Parliament not safe for workers, MPs warn

Conservative MP says he does not bring interns into Westminster

Tory whip suspended from Chris Pincher after formal investigation launched

Parliament is not a safe environment for staff MPs have warned following growing controversy over Boris Johnson’s delay in suspending a senior politician facing groping allegations.

Chris Pincher, the former deputy chief whip, resigned from his government job on Thursday night.

But he remained a Conservative MP for another 24 hours until the prime minister finally bowed to pressure from furious Tory MPs to remove the party whip.

As “pestminster” allegations engulf Westminster for the third time in five years, shadow armed forces minister Luke Pollard warned that Parliament was “not a safe place to work” and that “higher standards” were needed in politics, in an interview with Sky News.

Meanwhile, a Conservative MP told The Independent he did not bring interns in to parliament and would let them work only in his constituency office.

“Staffers and other people who work in the House of Commons should be able to expect a minimum standard of behaviour,” he said. “But they can’t.”

Meanwhile, pressure is growing on Boris Johnson to say what he knew and when about allegations around Mr Pincher.

His former chief of staff Dominic Cummings, a persistent thorn in the prime minister’s side, tweeted: “If [Johnson] didn’t know about Pincher as he’s claiming, why did he repeatedly refer to him laughingly in No 10 as ‘pincher by name pincher by nature’ long before appointing him.”

Tory Andrew Bridgen accused Downing Street of “double standards” and suggested that because Mr Pincher was an “arch loyalist” he was treated differently from Neil Parish, the MP forced to stand down after he admitted watching pornography in the Commons.

Mr Pincher dramatically resigned as deputy chief whip after claims emerged that he had groped two men in a private members’ club.

A parliamentary watchdog will now examine allegations against him.

Today he said he was seeking “professional medical support” and suggested he would take time away from some of his duties as an MP.

In a statement, Mr Pincher, who now sits as an independent, said: “I respect the prime minister’s decision to suspend the whip whilst an inquiry is underway, and I will cooperate fully with it.

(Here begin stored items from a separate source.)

//! Shared fixtures and stubs for unit tests.

use std::path::PathBuf;
use std::sync::{Arc, Mutex};

use async_trait::async_trait;
use chrono::NaiveDate;

use crate::config::Config;
use crate::contact::{MailError, MailSender, OutgoingMail};
use crate::content::schema::{BlogPostData, Entry, TestimonialCategory, TestimonialData};
use crate::content::{BlogPost, Collections, Testimonial};
use crate::cv::loader::parse_cv_data;
use crate::models::cv::CvData;
use crate::state::AppState;

pub fn test_config() -> Config {
    Config {
        port: 0,
        rust_log: "debug".to_string(),
        from_email: Some("site@example.com".to_string()),
        to_email: Some("owner@example.com".to_string()),
        mail_api_url: None,
        mail_api_key: None,
        cv_data_path: PathBuf::from("data/cv-data.json"),
        content_dir: PathBuf::from("content"),
    }
}

pub fn sample_cv() -> CvData {
    parse_cv_data(include_str!("../data/cv-data.json")).expect("bundled CV data is valid")
}

pub fn post(slug: &str, pub_date: &str, tags: &[&str], featured: bool, draft: bool) -> BlogPost {
    Entry {
        id: slug.to_string(),
        slug: slug.to_string(),
        data: BlogPostData {
            title: format!("Post {slug}"),
            description: format!("About {slug}"),
            pub_date: NaiveDate::parse_from_str(pub_date, "%Y-%m-%d").expect("fixture date"),
            updated_date: None,
            author: "Austin Cole".to_string(),
            tags: tags.iter().map(|t| t.to_string()).collect(),
            draft,
            featured,
            image: None,
        },
        body: "## Notes\n\nA short **post** body with a [link](https://example.com).\n".to_string(),
    }
}

pub fn testimonial(
    name: &str,
    category: TestimonialCategory,
    order: f64,
    featured: bool,
) -> Testimonial {
    Entry {
        id: name.to_lowercase(),
        slug: name.to_lowercase(),
        data: TestimonialData {
            name: name.to_string(),
            title: "Director".to_string(),
            company: "Example County".to_string(),
            category,
            initials: None,
            featured,
            order,
        },
        body: format!("{name} says *thanks*."),
    }
}

pub fn sample_collections() -> Collections {
    Collections::new(
        vec![
            post("field-day", "2024-06-22", &["radio"], true, false),
            post("patching", "2024-02-01", &["security"], false, false),
            post("unfinished", "2024-08-01", &["security"], false, true),
        ],
        vec![
            testimonial("Riley", TestimonialCategory::Professional, 1.0, true),
            testimonial("Casey", TestimonialCategory::Community, 0.0, false),
        ],
    )
}

pub fn test_state(mailer: Option<Arc<dyn MailSender>>) -> AppState {
    AppState {
        config: test_config(),
        cv: Arc::new(sample_cv()),
        content: Arc::new(sample_collections()),
        mailer,
    }
}

/// Keeps every message it is asked to send.
#[derive(Default)]
pub struct RecordingMailer {
    pub sent: Mutex<Vec<OutgoingMail>>,
}

#[async_trait]
impl MailSender for RecordingMailer {
    async fn send(&self, mail: &OutgoingMail) -> Result<(), MailError> {
        self.sent.lock().unwrap().push(mail.clone());
        Ok(())
    }
}

/// Rejects every message as a provider outage would.
pub struct FailingMailer;

#[async_trait]
impl MailSender for FailingMailer {
    async fn send(&self, _mail: &OutgoingMail) -> Result<(), MailError> {
        Err(MailError::Rejected {
            status: 503,
            message: "service unavailable".to_string(),
        })
    }
}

“As I told the prime minister, I drank far too much on Wednesday night, embarrassing myself and others, and I am truly sorry for the upset I caused.

“The stresses of the last few days, coming on top of those over the last several months, have made me accept that I will benefit from professional medical support.

“I am in the process of seeking that now, and I hope to be able to return to my constituency duties as soon as possible.”

Since the first allegations emerged, further claims have been made.

The Times reported a young Tory activist said he had received an unwanted sexual advance last year. The activist said the MP put his hand on his knee and told him he would “go far in the party” at last year’s party conference. Mr Pincher’s lawyers told the paper he firmly denied the allegation.

In 2017 Mr Pincher also resigned from the whips office after ex-Olympic rower and Conservative candidate Alex Story alleged he touched him while making an unwanted pass.

Mr Pincher said at the time: “I do not recognise either the events or the interpretation placed on them ... if Mr Story has ever felt offended by anything I said then I can only apologise to him.”

He was later cleared of breaching his party’s code of conduct over the allegations.